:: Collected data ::
########

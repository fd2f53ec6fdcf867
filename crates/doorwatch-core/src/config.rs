use chrono::TimeDelta;
use secrecy::SecretString;
use serde::Deserialize;
use std::path::{Path, PathBuf};
use std::time::Duration;
use thiserror::Error;

use crate::cooldown::DEFAULT_COOLDOWN_SECS;
use crate::gallery::DEFAULT_ENCODING_DIM;
use crate::matcher::DEFAULT_MATCH_THRESHOLD;
use crate::reconcile::DEFAULT_WINDOW_MINS;

#[derive(Error, Debug)]
pub enum ConfigError {
    #[error("failed to read config file {path}: {source}")]
    Read {
        path: PathBuf,
        source: std::io::Error,
    },
    #[error("failed to parse config file {path}: {source}")]
    Parse {
        path: PathBuf,
        source: toml::de::Error,
    },
    #[error("{key}: cannot parse {value:?}")]
    Unparsable { key: &'static str, value: String },
    #[error("{key}: {reason}")]
    OutOfRange { key: &'static str, reason: String },
}

/// Connection settings for the directory / event log / ledger server.
#[derive(Debug)]
pub struct ServerSettings {
    pub url: String,
    pub database: String,
    pub username: String,
    pub password: SecretString,
    pub request_timeout: Duration,
}

/// Operator configuration, loaded from `DOORWATCH_*` environment variables
/// on top of an optional TOML file named by `DOORWATCH_CONFIG`.
#[derive(Debug)]
pub struct Settings {
    pub server: ServerSettings,
    /// Video source (V4L2 device path).
    pub camera_device: String,
    /// Camera display name sent with each detection.
    pub camera_name: String,
    /// Maximum accepted match distance, in [0, 1].
    pub match_threshold: f32,
    pub cooldown: TimeDelta,
    /// Process every Kth frame.
    pub frame_skip: u32,
    /// Scale applied before localization, in (0, 1].
    pub downscale: f32,
    /// Context pixels around a snapshot crop.
    pub snapshot_padding: u32,
    pub encoding_dim: usize,
    /// Base URL of the face localizer/encoder service.
    pub encoder_url: String,
    pub reconcile_window: TimeDelta,
    /// SQLite file holding the latest mismatch report.
    pub report_db: PathBuf,
}

/// TOML file layout; every key optional.
#[derive(Debug, Default, Deserialize)]
#[serde(default, deny_unknown_fields)]
struct FileSettings {
    server_url: Option<String>,
    database: Option<String>,
    username: Option<String>,
    password: Option<String>,
    request_timeout_secs: Option<u64>,
    camera_device: Option<String>,
    camera_name: Option<String>,
    match_threshold: Option<f32>,
    cooldown_secs: Option<i64>,
    frame_skip: Option<u32>,
    downscale: Option<f32>,
    snapshot_padding: Option<u32>,
    encoding_dim: Option<usize>,
    encoder_url: Option<String>,
    reconcile_window_mins: Option<i64>,
    report_db: Option<PathBuf>,
}

impl Settings {
    /// Load from the process environment.
    pub fn load() -> Result<Self, ConfigError> {
        let file = match std::env::var("DOORWATCH_CONFIG") {
            Ok(path) => read_file(Path::new(&path))?,
            Err(_) => FileSettings::default(),
        };
        Self::resolve(file, |key| std::env::var(key).ok())
    }

    fn resolve(
        file: FileSettings,
        env: impl Fn(&str) -> Option<String>,
    ) -> Result<Self, ConfigError> {
        let text = |key: &str, file_val: Option<String>, default: &str| {
            env(key).or(file_val).unwrap_or_else(|| default.to_string())
        };

        let request_timeout_secs = parsed(
            &env,
            "DOORWATCH_REQUEST_TIMEOUT_SECS",
            file.request_timeout_secs,
            10,
        )?;
        let cooldown_secs = parsed(
            &env,
            "DOORWATCH_COOLDOWN_SECS",
            file.cooldown_secs,
            DEFAULT_COOLDOWN_SECS,
        )?;
        let window_mins = parsed(
            &env,
            "DOORWATCH_RECONCILE_WINDOW_MINS",
            file.reconcile_window_mins,
            DEFAULT_WINDOW_MINS,
        )?;

        let cooldown = TimeDelta::try_seconds(cooldown_secs).ok_or(ConfigError::OutOfRange {
            key: "cooldown_secs",
            reason: "too large".into(),
        })?;
        let reconcile_window =
            TimeDelta::try_minutes(window_mins).ok_or(ConfigError::OutOfRange {
                key: "reconcile_window_mins",
                reason: "too large".into(),
            })?;

        let report_db = env("DOORWATCH_REPORT_DB")
            .map(PathBuf::from)
            .or(file.report_db)
            .unwrap_or_else(|| default_data_dir().join("mismatches.db"));

        let settings = Self {
            server: ServerSettings {
                url: text("DOORWATCH_SERVER_URL", file.server_url, "http://localhost:8069"),
                database: text("DOORWATCH_DATABASE", file.database, "odoo"),
                username: text("DOORWATCH_USERNAME", file.username, "admin"),
                password: SecretString::from(text("DOORWATCH_PASSWORD", file.password, "")),
                request_timeout: Duration::from_secs(request_timeout_secs),
            },
            camera_device: text("DOORWATCH_CAMERA_DEVICE", file.camera_device, "/dev/video0"),
            camera_name: text("DOORWATCH_CAMERA_NAME", file.camera_name, "Main Door"),
            match_threshold: parsed(
                &env,
                "DOORWATCH_MATCH_THRESHOLD",
                file.match_threshold,
                DEFAULT_MATCH_THRESHOLD,
            )?,
            cooldown,
            frame_skip: parsed(&env, "DOORWATCH_FRAME_SKIP", file.frame_skip, 3)?,
            downscale: parsed(&env, "DOORWATCH_DOWNSCALE", file.downscale, 0.5)?,
            snapshot_padding: parsed(
                &env,
                "DOORWATCH_SNAPSHOT_PADDING",
                file.snapshot_padding,
                30,
            )?,
            encoding_dim: parsed(
                &env,
                "DOORWATCH_ENCODING_DIM",
                file.encoding_dim,
                DEFAULT_ENCODING_DIM,
            )?,
            encoder_url: text("DOORWATCH_ENCODER_URL", file.encoder_url, "http://localhost:8500"),
            reconcile_window,
            report_db,
        };
        settings.validate(cooldown_secs, window_mins)?;
        Ok(settings)
    }

    fn validate(&self, cooldown_secs: i64, window_mins: i64) -> Result<(), ConfigError> {
        let out = |key: &'static str, reason: &str| -> Result<(), ConfigError> {
            Err(ConfigError::OutOfRange {
                key,
                reason: reason.to_string(),
            })
        };
        if !(0.0..=1.0).contains(&self.match_threshold) {
            return out("match_threshold", "must be within [0, 1]");
        }
        if self.frame_skip == 0 {
            return out("frame_skip", "must be at least 1");
        }
        if !(self.downscale > 0.0 && self.downscale <= 1.0) {
            return out("downscale", "must be within (0, 1]");
        }
        if self.encoding_dim == 0 {
            return out("encoding_dim", "must be positive");
        }
        if cooldown_secs < 0 {
            return out("cooldown_secs", "must not be negative");
        }
        if window_mins < 0 {
            return out("reconcile_window_mins", "must not be negative");
        }
        Ok(())
    }
}

fn read_file(path: &Path) -> Result<FileSettings, ConfigError> {
    let contents = std::fs::read_to_string(path).map_err(|source| ConfigError::Read {
        path: path.to_path_buf(),
        source,
    })?;
    toml::from_str(&contents).map_err(|source| ConfigError::Parse {
        path: path.to_path_buf(),
        source,
    })
}

/// Environment wins over the file, the file over `default`.
fn parsed<T: std::str::FromStr>(
    env: &impl Fn(&str) -> Option<String>,
    key: &'static str,
    file_val: Option<T>,
    default: T,
) -> Result<T, ConfigError> {
    match env(key) {
        Some(raw) => raw
            .trim()
            .parse()
            .map_err(|_| ConfigError::Unparsable { key, value: raw }),
        None => Ok(file_val.unwrap_or(default)),
    }
}

fn default_data_dir() -> PathBuf {
    std::env::var("XDG_DATA_HOME")
        .map(PathBuf::from)
        .unwrap_or_else(|_| {
            let home = std::env::var("HOME").unwrap_or_else(|_| "/tmp".to_string());
            PathBuf::from(home).join(".local/share")
        })
        .join("doorwatch")
}

#[cfg(test)]
mod tests {
    use super::*;
    use secrecy::ExposeSecret;
    use std::collections::HashMap;
    use std::io::Write;
    use tempfile::NamedTempFile;

    fn env_of(pairs: &[(&str, &str)]) -> impl Fn(&str) -> Option<String> {
        let map: HashMap<String, String> = pairs
            .iter()
            .map(|(k, v)| (k.to_string(), v.to_string()))
            .collect();
        move |key| map.get(key).cloned()
    }

    #[test]
    fn test_defaults() {
        let s = Settings::resolve(FileSettings::default(), env_of(&[])).unwrap();
        assert_eq!(s.match_threshold, 0.6);
        assert_eq!(s.cooldown, TimeDelta::seconds(300));
        assert_eq!(s.frame_skip, 3);
        assert_eq!(s.downscale, 0.5);
        assert_eq!(s.snapshot_padding, 30);
        assert_eq!(s.encoding_dim, 128);
        assert_eq!(s.camera_name, "Main Door");
        assert_eq!(s.reconcile_window, TimeDelta::minutes(30));
        assert!(s.report_db.ends_with("doorwatch/mismatches.db"));
    }

    #[test]
    fn test_env_overrides_file() {
        let mut tmp = NamedTempFile::new().unwrap();
        tmp.write_all(
            concat!(
                "camera_name = \"Back Door\"\n",
                "frame_skip = 5\n",
                "match_threshold = 0.5\n",
                "password = \"hunter2\"\n",
            )
            .as_bytes(),
        )
        .unwrap();
        let file = read_file(tmp.path()).unwrap();

        let s = Settings::resolve(file, env_of(&[("DOORWATCH_FRAME_SKIP", "2")])).unwrap();
        assert_eq!(s.camera_name, "Back Door");
        assert_eq!(s.frame_skip, 2);
        assert_eq!(s.match_threshold, 0.5);
        assert_eq!(s.server.password.expose_secret(), "hunter2");
    }

    #[test]
    fn test_unknown_file_key_is_rejected() {
        let mut tmp = NamedTempFile::new().unwrap();
        tmp.write_all(b"treshold = 0.4\n").unwrap();
        assert!(matches!(read_file(tmp.path()), Err(ConfigError::Parse { .. })));
    }

    #[test]
    fn test_out_of_range_values() {
        for (key, value) in [
            ("DOORWATCH_MATCH_THRESHOLD", "1.5"),
            ("DOORWATCH_FRAME_SKIP", "0"),
            ("DOORWATCH_DOWNSCALE", "0"),
            ("DOORWATCH_DOWNSCALE", "1.2"),
            ("DOORWATCH_ENCODING_DIM", "0"),
            ("DOORWATCH_COOLDOWN_SECS", "-1"),
        ] {
            let err =
                Settings::resolve(FileSettings::default(), env_of(&[(key, value)])).unwrap_err();
            assert!(matches!(err, ConfigError::OutOfRange { .. }), "{key}={value}");
        }
    }

    #[test]
    fn test_unparsable_value() {
        let err = Settings::resolve(
            FileSettings::default(),
            env_of(&[("DOORWATCH_COOLDOWN_SECS", "five minutes")]),
        )
        .unwrap_err();
        assert!(matches!(err, ConfigError::Unparsable { key: "DOORWATCH_COOLDOWN_SECS", .. }));
    }

    #[test]
    fn test_password_not_in_debug_output() {
        let s = Settings::resolve(
            FileSettings::default(),
            env_of(&[("DOORWATCH_PASSWORD", "s3cret")]),
        )
        .unwrap();
        assert!(!format!("{s:?}").contains("s3cret"));
    }
}
//! Local SQLite store holding the latest mismatch report.

use anyhow::Context;
use chrono::{DateTime, SecondsFormat, Utc};
use doorwatch_core::ports::ServiceError;
use doorwatch_core::{IdentityId, MismatchRecord, MismatchSink};
use rusqlite::types::Type;
use rusqlite::{params, Connection, OptionalExtension};
use std::path::Path;
use uuid::Uuid;

const SERVICE: &str = "report store";

pub struct ReportStore {
    conn: Connection,
}

/// The stored report as read back.
#[derive(Debug)]
pub struct StoredReport {
    /// Latest run and when it was stored; `None` before the first run.
    pub run: Option<(Uuid, DateTime<Utc>)>,
    /// Newest first.
    pub lines: Vec<MismatchRecord>,
}

impl ReportStore {
    /// Open (creating if needed) the store at `path`.
    pub fn open(path: &Path) -> anyhow::Result<Self> {
        if let Some(parent) = path.parent().filter(|p| !p.as_os_str().is_empty()) {
            std::fs::create_dir_all(parent)
                .with_context(|| format!("failed to create {}", parent.display()))?;
        }
        let conn = Connection::open(path)
            .with_context(|| format!("failed to open report store {}", path.display()))?;
        Self::create_tables(&conn).context("failed to create report tables")?;
        Ok(Self { conn })
    }

    fn create_tables(conn: &Connection) -> rusqlite::Result<()> {
        conn.execute_batch(
            "CREATE TABLE IF NOT EXISTS mismatch_lines (
                id INTEGER PRIMARY KEY,
                run_id TEXT NOT NULL,
                employee_id INTEGER NOT NULL,
                employee_name TEXT,
                detected_at TEXT NOT NULL,
                confidence REAL NOT NULL,
                camera_name TEXT NOT NULL,
                snapshot BLOB,
                remark TEXT NOT NULL
            );
            CREATE INDEX IF NOT EXISTS idx_mismatch_lines_detected
                ON mismatch_lines (detected_at DESC);
            CREATE TABLE IF NOT EXISTS report_run (
                id INTEGER PRIMARY KEY CHECK (id = 1),
                run_id TEXT NOT NULL,
                stored_at TEXT NOT NULL
            );",
        )
    }

    pub fn load(&self) -> rusqlite::Result<StoredReport> {
        let run = self
            .conn
            .query_row("SELECT run_id, stored_at FROM report_run WHERE id = 1", [], |row| {
                let run_id: String = row.get(0)?;
                let stored_at: String = row.get(1)?;
                Ok((
                    Uuid::parse_str(&run_id).map_err(|e| conversion(0, e))?,
                    parse_time(1, &stored_at)?,
                ))
            })
            .optional()?;

        let mut stmt = self.conn.prepare(
            "SELECT employee_id, employee_name, detected_at, confidence,
                    camera_name, snapshot, remark
             FROM mismatch_lines
             ORDER BY detected_at DESC, employee_id ASC, camera_name ASC",
        )?;
        let lines = stmt
            .query_map([], |row| {
                let detected_at: String = row.get(2)?;
                Ok(MismatchRecord {
                    identity: IdentityId(row.get(0)?),
                    identity_name: row.get(1)?,
                    detected_at: parse_time(2, &detected_at)?,
                    confidence: row.get::<_, f64>(3)? as f32,
                    camera: row.get(4)?,
                    snapshot: row.get(5)?,
                    remark: row.get(6)?,
                })
            })?
            .collect::<rusqlite::Result<Vec<_>>>()?;

        Ok(StoredReport { run, lines })
    }

    fn write_run(&mut self, run_id: Uuid, records: &[MismatchRecord]) -> rusqlite::Result<()> {
        let tx = self.conn.transaction()?;
        tx.execute("DELETE FROM mismatch_lines", [])?;
        tx.execute(
            "INSERT OR REPLACE INTO report_run (id, run_id, stored_at) VALUES (1, ?1, ?2)",
            params![run_id.to_string(), format_time(Utc::now())],
        )?;
        {
            let mut insert = tx.prepare(
                "INSERT INTO mismatch_lines
                 (run_id, employee_id, employee_name, detected_at,
                  confidence, camera_name, snapshot, remark)
                 VALUES (?1, ?2, ?3, ?4, ?5, ?6, ?7, ?8)",
            )?;
            let run = run_id.to_string();
            for r in records {
                insert.execute(params![
                    run,
                    r.identity.0,
                    r.identity_name,
                    format_time(r.detected_at),
                    f64::from(r.confidence),
                    r.camera,
                    r.snapshot,
                    r.remark,
                ])?;
            }
        }
        tx.commit()
    }
}

/// Fixed-width UTC text, so string order is time order.
fn format_time(t: DateTime<Utc>) -> String {
    t.to_rfc3339_opts(SecondsFormat::Micros, true)
}

fn parse_time(column: usize, text: &str) -> rusqlite::Result<DateTime<Utc>> {
    DateTime::parse_from_rfc3339(text)
        .map(|t| t.with_timezone(&Utc))
        .map_err(|e| conversion(column, e))
}

fn conversion<E>(column: usize, e: E) -> rusqlite::Error
where
    E: std::error::Error + Send + Sync + 'static,
{
    rusqlite::Error::FromSqlConversionFailure(column, Type::Text, Box::new(e))
}

impl MismatchSink for ReportStore {
    fn replace_all(
        &mut self,
        run_id: Uuid,
        records: &[MismatchRecord],
    ) -> Result<(), ServiceError> {
        self.write_run(run_id, records).map_err(|e| ServiceError::Rejected {
            service: SERVICE,
            message: e.to_string(),
        })?;
        tracing::debug!(%run_id, lines = records.len(), "mismatch report stored");
        Ok(())
    }
}

#[cfg(test)]
mod tests {
    use super::*;
    use chrono::TimeZone;
    use doorwatch_core::types::MISMATCH_REMARK;
    use tempfile::TempDir;

    fn line(id: i64, hour: u32, camera: &str) -> MismatchRecord {
        MismatchRecord {
            identity: IdentityId(id),
            identity_name: Some(format!("emp{id}")),
            detected_at: Utc.with_ymd_and_hms(2026, 3, 2, hour, 0, 0).unwrap(),
            confidence: 0.75,
            camera: camera.into(),
            snapshot: Some(vec![0xFF, 0xD8, 0x00]),
            remark: MISMATCH_REMARK.into(),
        }
    }

    #[test]
    fn test_empty_store() {
        let dir = TempDir::new().unwrap();
        let store = ReportStore::open(&dir.path().join("nested/report.db")).unwrap();
        let report = store.load().unwrap();
        assert!(report.run.is_none());
        assert!(report.lines.is_empty());
    }

    #[test]
    fn test_replace_all_keeps_only_latest_run() {
        let dir = TempDir::new().unwrap();
        let path = dir.path().join("report.db");
        let mut store = ReportStore::open(&path).unwrap();

        let first = Uuid::new_v4();
        store.replace_all(first, &[line(1, 8, "A"), line(2, 9, "A")]).unwrap();
        let second = Uuid::new_v4();
        store.replace_all(second, &[line(3, 10, "B")]).unwrap();

        // Reopen to make sure it was committed.
        drop(store);
        let report = ReportStore::open(&path).unwrap().load().unwrap();
        assert_eq!(report.run.map(|(id, _)| id), Some(second));
        assert_eq!(report.lines, vec![line(3, 10, "B")]);
    }

    #[test]
    fn test_lines_read_back_newest_first() {
        let dir = TempDir::new().unwrap();
        let mut store = ReportStore::open(&dir.path().join("report.db")).unwrap();
        store
            .replace_all(
                Uuid::new_v4(),
                &[line(2, 9, "B"), line(1, 7, "A"), line(1, 9, "A"), line(2, 9, "A")],
            )
            .unwrap();
        let order: Vec<(i64, u32, String)> = store
            .load()
            .unwrap()
            .lines
            .iter()
            .map(|l| (l.identity.0, chrono::Timelike::hour(&l.detected_at), l.camera.clone()))
            .collect();
        assert_eq!(
            order,
            vec![
                (1, 9, "A".to_string()),
                (2, 9, "A".to_string()),
                (2, 9, "B".to_string()),
                (1, 7, "A".to_string()),
            ]
        );
    }

    #[test]
    fn test_empty_run_clears_report() {
        let dir = TempDir::new().unwrap();
        let mut store = ReportStore::open(&dir.path().join("report.db")).unwrap();
        store.replace_all(Uuid::new_v4(), &[line(1, 8, "A")]).unwrap();
        let empty_run = Uuid::new_v4();
        store.replace_all(empty_run, &[]).unwrap();
        let report = store.load().unwrap();
        assert!(report.lines.is_empty());
        assert_eq!(report.run.map(|(id, _)| id), Some(empty_run));
    }
}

########

:: PROBLEM DESCRIPTION ::
Isolate the lines above that contain the word "negative" and copy them.

:: EXERCISE RESPONSE ::
            return out("cooldown_secs", "must not be negative");
            return out("reconcile_window_mins", "must not be negative");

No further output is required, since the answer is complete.